Beginning with the first line of the entries below, quote each line until you reach and include the line with "are trusted as-is.".

+++

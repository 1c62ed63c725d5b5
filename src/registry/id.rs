//! Logical service names.
//!
//! Every name the assembler registers is a [`ServiceId`] variant, so a typo in
//! a dependency is a compile error rather than a dangling string key. Names the
//! host provides (custom overrides, Redis handlers) travel as
//! [`ServiceId::External`] and are trusted as-is.

use std::fmt;

use serde::{Serialize, Serializer};

/// Fixed namespace for every name registered by the assembler.
pub const PREFIX: &str = "modlr";

/// Prefix a bare name with the assembler namespace.
pub fn namespaced(name: &str) -> String {
    format!("{PREFIX}.{name}")
}

/// A caller-supplied service name with every `@` removed.
#[derive(Debug, Clone, PartialEq, Eq, Hash, PartialOrd, Ord)]
pub struct ServiceName(String);

impl ServiceName {
    /// Sanitize a raw name (`"@my_service"` becomes `my_service`).
    pub fn clean(raw: &str) -> Self {
        Self(raw.replace('@', ""))
    }

    pub fn as_str(&self) -> &str {
        &self.0
    }
}

impl fmt::Display for ServiceName {
    fn fmt(&self, f: &mut fmt::Formatter<'_>) -> fmt::Result {
        f.write_str(&self.0)
    }
}

impl Serialize for ServiceName {
    fn serialize<S: Serializer>(&self, serializer: S) -> Result<S::Ok, S::Error> {
        serializer.serialize_str(&self.0)
    }
}

/// Key of a registry entry.
#[derive(Debug, Clone, PartialEq, Eq, Hash)]
pub enum ServiceId {
    MetadataCache,
    MetadataCacheWarmer,
    BundleCacheWarmer,
    CacheClearCommand,
    /// A configured metadata driver, by its configured name.
    MetadataDriver(String),
    /// Private file locator backing a YAML driver.
    DriverFileLocator(String),
    DefaultDriver,
    MetadataFactory,
    StorageManager,
    Store,
    EntityUtility,
    ValidatorUtility,
    Persister(String),
    PersisterMetadata(String),
    PersisterConnection(String),
    RestConfiguration,
    ApiSerializer,
    ApiNormalizer,
    ApiAdapter,
    RestKernel,
    SearchClient(String),
    SearchClientMetadata(String),
    /// A service owned by the host container.
    External(ServiceName),
}

impl ServiceId {
    pub fn is_external(&self) -> bool {
        matches!(self, ServiceId::External(_))
    }
}

impl fmt::Display for ServiceId {
    fn fmt(&self, f: &mut fmt::Formatter<'_>) -> fmt::Result {
        match self {
            ServiceId::MetadataCache => write!(f, "{PREFIX}.metadata.cache"),
            ServiceId::MetadataCacheWarmer => write!(f, "{PREFIX}.metadata.cache.warmer"),
            ServiceId::BundleCacheWarmer => write!(f, "{PREFIX}.bundle.cache.warmer"),
            ServiceId::CacheClearCommand => write!(f, "{PREFIX}.metadata.cache.clear_command"),
            ServiceId::MetadataDriver(name) => write!(f, "{PREFIX}.metadata.driver.{name}"),
            ServiceId::DriverFileLocator(name) => {
                write!(f, "{PREFIX}.metadata.driver.{name}.file_locator")
            }
            ServiceId::DefaultDriver => write!(f, "{PREFIX}.metadata.default_driver"),
            ServiceId::MetadataFactory => write!(f, "{PREFIX}.metadata.factory"),
            ServiceId::StorageManager => write!(f, "{PREFIX}.storage_manager"),
            ServiceId::Store => write!(f, "{PREFIX}.store"),
            ServiceId::EntityUtility => write!(f, "{PREFIX}.util.entity"),
            ServiceId::ValidatorUtility => write!(f, "{PREFIX}.util.validator"),
            ServiceId::Persister(name) => write!(f, "{PREFIX}.persister.{name}"),
            ServiceId::PersisterMetadata(name) => write!(f, "{PREFIX}.persister.{name}.metadata"),
            ServiceId::PersisterConnection(name) => {
                write!(f, "{PREFIX}.persister.{name}.connection")
            }
            ServiceId::RestConfiguration => write!(f, "{PREFIX}.rest.configuration"),
            ServiceId::ApiSerializer => write!(f, "{PREFIX}.api.serializer"),
            ServiceId::ApiNormalizer => write!(f, "{PREFIX}.api.normalizer"),
            ServiceId::ApiAdapter => write!(f, "{PREFIX}.api.adapter"),
            ServiceId::RestKernel => write!(f, "{PREFIX}.rest.kernel"),
            ServiceId::SearchClient(name) => write!(f, "{PREFIX}.search_client.{name}"),
            ServiceId::SearchClientMetadata(name) => {
                write!(f, "{PREFIX}.search_client.{name}.metadata")
            }
            ServiceId::External(name) => write!(f, "{name}"),
        }
    }
}

impl Serialize for ServiceId {
    fn serialize<S: Serializer>(&self, serializer: S) -> Result<S::Ok, S::Error> {
        serializer.collect_str(self)
    }
}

+++

• _Your solution_
repository 1c62ed63c725d5b5
filename src/registry/id.rs
//! Logical service names.
//!
//! Every name the assembler registers is a [`ServiceId`] variant, so a typo in
//! a dependency is a compile error rather than a dangling string key. Names the
//! host provides (custom overrides, Redis handlers) travel as
//! [`ServiceId::External`] and are trusted as-is.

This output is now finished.